═════ Working data ═════

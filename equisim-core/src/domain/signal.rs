//! Signal — a strategy's expressed trading intent, not yet an order.

use chrono::{DateTime, Utc};
use rust_decimal::Decimal;
use serde::{Deserialize, Serialize};
use thiserror::Error;

/// What the strategy wants to do with a symbol.
#[derive(Debug, Clone, Copy, PartialEq, Eq, Serialize, Deserialize)]
#[serde(rename_all = "SCREAMING_SNAKE_CASE")]
pub enum SignalKind {
    Buy,
    Sell,
    Hold,
    /// Close the full position in the signal's symbol.
    Close,
    /// Close every open position.
    CloseAll,
}

/// Signal construction failure.
#[derive(Debug, Error, PartialEq)]
pub enum InvalidSignal {
    #[error("signal strength must be within [-1.0, 1.0], got {0}")]
    StrengthOutOfRange(f64),
    #[error("signal quantity must be positive when given")]
    ZeroQuantity,
}

/// Trading intent emitted by `Strategy::on_data`.
///
/// `strength` scales position sizing when no explicit quantity is given;
/// it is validated into [-1.0, 1.0] at construction.
#[derive(Debug, Clone, PartialEq, Serialize, Deserialize)]
pub struct Signal {
    pub timestamp: DateTime<Utc>,
    pub symbol: String,
    pub kind: SignalKind,
    pub strength: f64,
    pub quantity: Option<u64>,
    pub limit_price: Option<Decimal>,
    pub reason: String,
}

impl Signal {
    pub fn new(
        timestamp: DateTime<Utc>,
        symbol: impl Into<String>,
        kind: SignalKind,
        strength: f64,
        reason: impl Into<String>,
    ) -> Result<Self, InvalidSignal> {
        if !(-1.0..=1.0).contains(&strength) || strength.is_nan() {
            return Err(InvalidSignal::StrengthOutOfRange(strength));
        }
        Ok(Self {
            timestamp,
            symbol: symbol.into(),
            kind,
            strength,
            quantity: None,
            limit_price: None,
            reason: reason.into(),
        })
    }

    /// Attach an explicit share count, overriding strength-based sizing.
    pub fn with_quantity(mut self, quantity: u64) -> Result<Self, InvalidSignal> {
        if quantity == 0 {
            return Err(InvalidSignal::ZeroQuantity);
        }
        self.quantity = Some(quantity);
        Ok(self)
    }

    /// Attach a limit price; without one the order fills at market.
    pub fn with_limit_price(mut self, price: Decimal) -> Self {
        self.limit_price = Some(price);
        self
    }
}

═════

__To do__. Transcribe the entries above, every line exactly as it reads.

__Response box__.
filename equisim-core/src/domain/signal.rs
//! Signal — a strategy's expressed trading intent, not yet an order.

use chrono::{DateTime, Utc};
use rust_decimal::Decimal;
use serde::{Deserialize, Serialize};
use thiserror::Error;

/// What the strategy wants to do with a symbol.
#[derive(Debug, Clone, Copy, PartialEq, Eq, Serialize, Deserialize)]
#[serde(rename_all = "SCREAMING_SNAKE_CASE")]
pub enum SignalKind {
    Buy,
    Sell,
    Hold,
    /// Close the full position in the signal's symbol.
    Close,
    /// Close every open position.
    CloseAll,
}

/// Signal construction failure.
#[derive(Debug, Error, PartialEq)]
pub enum InvalidSignal {
    #[error("signal strength must be within [-1.0, 1.0], got {0}")]
    StrengthOutOfRange(f64),
    #[error("signal quantity must be positive when given")]
    ZeroQuantity,
}

/// Trading intent emitted by `Strategy::on_data`.
///
/// `strength` scales position sizing when no explicit quantity is given;
/// it is validated into [-1.0, 1.0] at construction.
#[derive(Debug, Clone, PartialEq, Serialize, Deserialize)]
pub struct Signal {
    pub timestamp: DateTime<Utc>,
    pub symbol: String,
    pub kind: SignalKind,
    pub strength: f64,
    pub quantity: Option<u64>,
    pub limit_price: Option<Decimal>,
    pub reason: String,
}

impl Signal {
    pub fn new(
        timestamp: DateTime<Utc>,
        symbol: impl Into<String>,
        kind: SignalKind,
        strength: f64,
        reason: impl Into<String>,
    ) -> Result<Self, InvalidSignal> {
        if !(-1.0..=1.0).contains(&strength) || strength.is_nan() {
            return Err(InvalidSignal::StrengthOutOfRange(strength));
        }
        Ok(Self {
            timestamp,
            symbol: symbol.into(),
            kind,
            strength,
            quantity: None,
            limit_price: None,
            reason: reason.into(),
        })
    }

    /// Attach an explicit share count, overriding strength-based sizing.
    pub fn with_quantity(mut self, quantity: u64) -> Result<Self, InvalidSignal> {
        if quantity == 0 {
            return Err(InvalidSignal::ZeroQuantity);
        }
        self.quantity = Some(quantity);
        Ok(self)
    }

    /// Attach a limit price; without one the order fills at market.
    pub fn with_limit_price(mut self, price: Decimal) -> Self {
        self.limit_price = Some(price);
        self
    }
}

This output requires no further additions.